Astronomers led by Valerio Carruba of São Paulo State University (UNESP) have identified a largely unseen population of asteroids co‑orbiting the Sun in resonance with Venus, objects few have noticed, but which may one day pose serious risk to Earth, his team published findings in Astronomy & Astrophysics. These Venus co‑orbital asteroids, also known as 1:1 mean‑motion resonant objects, share roughly the same orbital period around the Sun as Venus, without being satellites of the planet itself.

There are currently around 20 known co‑orbitals of Venus. Most of them have high orbital eccentricity (e > 0.38), meaning their paths around the Sun are quite elongated, bringing them far enough from Venus’s path (and the glare of the Sun) that telescopes can sometimes pick them up. But the key result of the recent study is that this observed distribution is almost certainly biased, there may be many more with lower eccentricities that are effectively invisible with current ground‑based methods.
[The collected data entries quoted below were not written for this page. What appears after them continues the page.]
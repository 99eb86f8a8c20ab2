//! Dense matrix decompositions and rank estimation
//!
//! Every algorithm here is a pure function over an immutable input matrix:
//! it either returns a freshly allocated decomposition result or an error,
//! and never mutates its argument. Nothing is cached between calls, so
//! independent matrices can be processed from independent threads freely.
//!
//! # Algorithms
//!
//! - [`cholesky_decompose`] — Hermitian Cholesky `A = L·Lᴴ`
//!   (Cholesky–Banachiewicz, implemented from first principles)
//! - [`lu_decompose_full_pivot`] — fully pivoted LU `P·A·Q = L·U`
//! - [`qr_decompose`] / [`qr_decompose_thin`] — Householder QR `A = Q·R`
//! - [`svd_decompose`] — one-sided Jacobi SVD `A = U·S·Vᵀ`
//! - [`matrix_rank_lu`] / [`matrix_rank_svd`] — two independent rank
//!   estimators for cross-checking
//! - [`lstsq`] / [`solve_triangular_upper`] — QR-based least squares and
//!   the triangular solve behind it
//!
//! # Module structure
//!
//! - `decompositions`: result types (CholeskyDecomposition, ...)
//! - `helpers`: validation utilities
//! - one module per algorithm family

pub mod cholesky;
pub mod decompositions;
pub mod helpers;
pub mod lu;
pub mod qr;
pub mod rank;
pub mod solve;
pub mod svd;

// Re-export all public types for convenient access
pub use cholesky::cholesky_decompose;
pub use decompositions::*;
pub use helpers::*;
pub use lu::lu_decompose_full_pivot;
pub use qr::{qr_decompose, qr_decompose_thin};
pub use rank::{matrix_rank_lu, matrix_rank_svd, DEFAULT_SVD_RANK_TOLERANCE};
pub use solve::{lstsq, solve_triangular_upper};
pub use svd::svd_decompose;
The study emphasises that many of these asteroids are large enough, at least 140 metres wide, to be classified as ‘city killers’ if they were to strike Earth. Such an impact could devastate a large urban area. While none of the known co‑orbitals currently pose an imminent threat, simulations spanning several co‑orbital cycles (on the order of 12,000 years each) show that some could evolve into Earth‑crossing orbits under gravitational perturbations. In particular, six known co‑orbitals were identified as having future potential to become what astronomers term Potentially Hazardous Asteroids (PHAs), with minimum orbital intersection distances small enough to merit attention. The study covers long‑term dynamics over up to about 36,000 years, three average co‑orbital cycles, to estimate how often transitions to risky orbits might happen.

The greatest challenge is observational: these low‑eccentricity co‑orbitals spend much of their orbits very close to the Sun in our sky, where Sun glare severely limits what ground‑based telescopes can see. Generally, objects with high eccentricity wander farther from the Sun’s vicinity, making them more likely to be found. But those with nearly circular orbits, which never stray far, remain hidden. Another factor is the timing and geometry: when these bodies are observable, it may be only during brief windows, just after sunset or before sunrise, and only at certain angles relative to the Sun when glare is less overwhelming.
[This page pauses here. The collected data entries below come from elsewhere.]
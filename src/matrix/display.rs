//! Human-readable matrix formatting
//!
//! Presentation only; no algorithm depends on this output.

use super::Matrix;
use crate::dtype::Scalar;
use std::fmt;

impl<T: Scalar> fmt::Display for Matrix<T> {
    fn fmt(&self, f: &mut fmt::Formatter<'_>) -> fmt::Result {
        for i in 0..self.rows() {
            write!(f, "[")?;
            for j in 0..self.cols() {
                if j > 0 {
                    write!(f, ", ")?;
                }
                write!(f, "{}", self[(i, j)])?;
            }
            writeln!(f, "]")?;
        }
        Ok(())
    }
}

#[cfg(test)]
mod tests {
    use crate::matrix::Matrix;

    #[test]
    fn test_display_rows() {
        let a = Matrix::from_vec(vec![1.0, 2.0, 3.0, 4.0], 2, 2).unwrap();
        let s = format!("{a}");
        assert_eq!(s, "[1, 2]\n[3, 4]\n");
    }
}
//! Triangular solves and QR-based least squares

use crate::error::{Error, Result};
use crate::linalg::helpers::{validate_nonempty, validate_square};
use crate::linalg::qr::qr_decompose_thin;
use crate::matrix::Matrix;

/// Back substitution for an upper triangular system `U x = b`.
///
/// Fails with `Singular` if a diagonal entry is zero or negligible
/// relative to the largest diagonal entry.
pub fn solve_triangular_upper(u: &Matrix<f64>, b: &[f64]) -> Result<Vec<f64>> {
    let n = validate_square(u)?;
    if b.len() != n {
        return Err(Error::shape_mismatch(&[n], &[b.len()]));
    }

    let mut max_diag = 0.0_f64;
    for i in 0..n {
        max_diag = max_diag.max(u[(i, i)].abs());
    }
    let tol = max_diag * (n as f64) * f64::EPSILON;

    let mut x = vec![0.0_f64; n];
    for i in (0..n).rev() {
        let diag = u[(i, i)];
        if diag.abs() <= tol {
            return Err(Error::singular(
                "solve_triangular_upper",
                "negligible diagonal entry",
            ));
        }
        let mut sum = 0.0;
        for j in (i + 1)..n {
            sum += u[(i, j)] * x[j];
        }
        x[i] = (b[i] - sum) / diag;
    }
    Ok(x)
}

/// Least-squares solution of the overdetermined system `A x ≈ b` via thin
/// QR: minimizes `‖A x - b‖₂` by solving `R x = Qᵀ b`.
///
/// Requires `m >= n`; a rank-deficient design matrix surfaces as
/// `Singular` from the triangular solve.
pub fn lstsq(a: &Matrix<f64>, b: &[f64]) -> Result<Vec<f64>> {
    let (m, n) = validate_nonempty(a)?;
    if m < n {
        return Err(Error::invalid_argument(
            "a",
            format!("least squares requires rows >= cols, got {m}x{n}"),
        ));
    }
    if b.len() != m {
        return Err(Error::shape_mismatch(&[m], &[b.len()]));
    }

    // Thin QR: Q is m×n, R is n×n since m >= n
    let qr = qr_decompose_thin(a)?;

    // Qᵀ b
    let mut qtb = vec![0.0_f64; n];
    for (i, qtb_i) in qtb.iter_mut().enumerate() {
        let mut sum = 0.0;
        for j in 0..m {
            sum += qr.q[(j, i)] * b[j];
        }
        *qtb_i = sum;
    }

    solve_triangular_upper(&qr.r, &qtb)
}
Future telescopes and missions could close some of these observational gaps. NASA’s NEO Surveyor, slated to launch in the next few years, is designed to view in infrared wavelengths, allowing detection of objects that are faint, dark, or hidden by sunlight, and to spot asteroids coming from close to the Sun. The Vera C. Rubin Observatory may also catch some of these during favourable configurations. Carruba’s team indicates that while many low‑eccentricity Venus co‑orbitals are currently undetectable, some will enter favourable viewing windows, and new survey capabilities could reveal them.
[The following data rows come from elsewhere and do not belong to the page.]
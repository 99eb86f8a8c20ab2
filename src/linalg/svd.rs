//! Singular Value Decomposition using the One-Sided Jacobi algorithm
//!
//! Factors an m×n matrix as `A = U @ diag(S) @ Vᵀ`. Column pairs of a
//! working copy are repeatedly rotated until they are mutually orthogonal;
//! the column norms are then the singular values and the normalized
//! columns are the left singular vectors. Rotations use the numerically
//! stable LAPACK formula to avoid catastrophic cancellation. Inputs with
//! m < n are handled by factoring the transpose and swapping U and Vᵀ.

use crate::error::Result;
use crate::linalg::decompositions::SvdDecomposition;
use crate::linalg::helpers::validate_nonempty;
use crate::matrix::Matrix;

const MAX_SWEEPS: usize = 30;

/// Jacobi rotation parameters `(c, s)` that zero the off-diagonal element
/// of the 2×2 Gram submatrix `[[a_pp, a_pq], [a_pq, a_qq]]`:
///
/// ```text
/// τ = (a_qq - a_pp) / (2 a_pq)
/// t = sign(τ) / (|τ| + sqrt(1 + τ²))
/// c = 1 / sqrt(1 + t²),  s = t·c
/// ```
fn jacobi_rotation(a_pp: f64, a_qq: f64, a_pq: f64) -> (f64, f64) {
    let denom = 2.0 * a_pq;
    if denom.abs() < 1e-300 {
        return (1.0, 0.0);
    }

    let tau = (a_qq - a_pp) / denom;
    let t = if tau >= 0.0 {
        1.0 / (tau + (1.0 + tau * tau).sqrt())
    } else {
        -1.0 / (-tau + (1.0 + tau * tau).sqrt())
    };

    let c = 1.0 / (1.0 + t * t).sqrt();
    (c, t * c)
}

/// Gram matrix elements for columns p and q:
/// `(B[:,p]·B[:,p], B[:,q]·B[:,q], B[:,p]·B[:,q])`.
fn column_gram(b: &[f64], rows: usize, cols: usize, p: usize, q: usize) -> (f64, f64, f64) {
    let mut a_pp = 0.0;
    let mut a_qq = 0.0;
    let mut a_pq = 0.0;
    for i in 0..rows {
        let bp = b[i * cols + p];
        let bq = b[i * cols + q];
        a_pp += bp * bp;
        a_qq += bq * bq;
        a_pq += bp * bq;
    }
    (a_pp, a_qq, a_pq)
}

/// Apply the rotation to columns p and q:
/// `[col_p', col_q'] = [col_p, col_q] @ [[c, s], [-s, c]]`.
fn rotate_columns(data: &mut [f64], rows: usize, cols: usize, p: usize, q: usize, c: f64, s: f64) {
    for i in 0..rows {
        let val_p = data[i * cols + p];
        let val_q = data[i * cols + q];
        data[i * cols + p] = c * val_p - s * val_q;
        data[i * cols + q] = s * val_p + c * val_q;
    }
}

/// SVD decomposition: `A = U @ diag(S) @ Vᵀ` with singular values sorted
/// in descending order.
pub fn svd_decompose(a: &Matrix<f64>) -> Result<SvdDecomposition> {
    let (m, n) = validate_nonempty(a)?;
    let k = m.min(n);

    // Work on the tall orientation; swap U and Vᵀ at the end if needed
    let transposed = m < n;
    let work = if transposed { a.transpose() } else { a.clone() };
    let (rows, cols) = work.shape();

    let mut b: Vec<f64> = work.as_slice().to_vec();
    let mut v: Vec<f64> = Matrix::<f64>::identity(cols).as_slice().to_vec();

    let tol = (cols as f64) * f64::EPSILON;

    for _sweep in 0..MAX_SWEEPS {
        let mut off_diag_sum = 0.0_f64;

        for p in 0..cols {
            for q in (p + 1)..cols {
                let (a_pp, a_qq, a_pq) = column_gram(&b, rows, cols, p, q);
                off_diag_sum += a_pq * a_pq;

                if a_pq.abs() < tol * (a_pp * a_qq).sqrt() {
                    continue;
                }

                let (c, s) = jacobi_rotation(a_pp, a_qq, a_pq);
                rotate_columns(&mut b, rows, cols, p, q, c, s);
                rotate_columns(&mut v, cols, cols, p, q, c, s);
            }
        }

        if off_diag_sum.sqrt() < tol {
            break;
        }
    }

    // Column norms are the singular values; normalized columns form U
    let mut norms = vec![0.0_f64; cols];
    for (j, norm) in norms.iter_mut().enumerate() {
        let mut norm_sq = 0.0;
        for i in 0..rows {
            let val = b[i * cols + j];
            norm_sq += val * val;
        }
        *norm = norm_sq.sqrt();
        if *norm > f64::EPSILON {
            for i in 0..rows {
                b[i * cols + j] /= *norm;
            }
        } else {
            for i in 0..rows {
                b[i * cols + j] = 0.0;
            }
        }
    }

    // Sort singular values descending, reorder U and V columns to match
    let mut order: Vec<usize> = (0..cols).collect();
    order.sort_by(|&i, &j| {
        norms[j]
            .partial_cmp(&norms[i])
            .unwrap_or(std::cmp::Ordering::Equal)
    });

    let s: Vec<f64> = order.iter().take(k).map(|&idx| norms[idx]).collect();

    // U columns in sorted order, keeping the leading k
    let mut u_sorted = vec![0.0_f64; rows * k];
    for (new_idx, &old_idx) in order.iter().take(k).enumerate() {
        for i in 0..rows {
            u_sorted[i * k + new_idx] = b[i * cols + old_idx];
        }
    }

    // Vᵀ rows in sorted order: Vᵀ[i, j] = V[j, order[i]]
    let mut vt_sorted = vec![0.0_f64; k * cols];
    for (new_idx, &old_idx) in order.iter().take(k).enumerate() {
        for j in 0..cols {
            vt_sorted[new_idx * cols + j] = v[j * cols + old_idx];
        }
    }

    if transposed {
        // A = (U' S V'ᵀ)ᵀ = V' S U'ᵀ, so U ← V' and Vᵀ ← U'ᵀ
        let mut u_final = vec![0.0_f64; m * k];
        for i in 0..k {
            for j in 0..m {
                u_final[j * k + i] = vt_sorted[i * cols + j];
            }
        }
        let mut vt_final = vec![0.0_f64; k * n];
        for i in 0..rows {
            for j in 0..k {
                vt_final[j * n + i] = u_sorted[i * k + j];
            }
        }
        Ok(SvdDecomposition {
            u: Matrix::from_vec(u_final, m, k)?,
            s,
            vt: Matrix::from_vec(vt_final, k, n)?,
        })
    } else {
        Ok(SvdDecomposition {
            u: Matrix::from_vec(u_sorted, m, k)?,
            s,
            vt: Matrix::from_vec(vt_sorted, k, n)?,
        })
    }
}

impl SvdDecomposition {
    /// Rebuild `U @ diag(S) @ Vᵀ` for comparison against the original.
    pub fn reconstruct(&self) -> Result<Matrix<f64>> {
        let k = self.s.len();
        let mut scaled = self.vt.clone();
        for i in 0..k {
            for j in 0..scaled.cols() {
                scaled[(i, j)] = self.s[i] * self.vt[(i, j)];
            }
        }
        self.u.matmul(&scaled)
    }
}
No immediate danger: The current known co‑orbitals are not on a collision course with Earth for the foreseeable future.

Long‑term risk: Over thousands of years, gravitational effects can shift orbits. Objects that are safe now may become hazardous.

Need for better surveys: Effectively defending Earth against such threats depends not only on what we see, but on estimating what we cannot yet see. Space‑based infrared observations could prove crucial.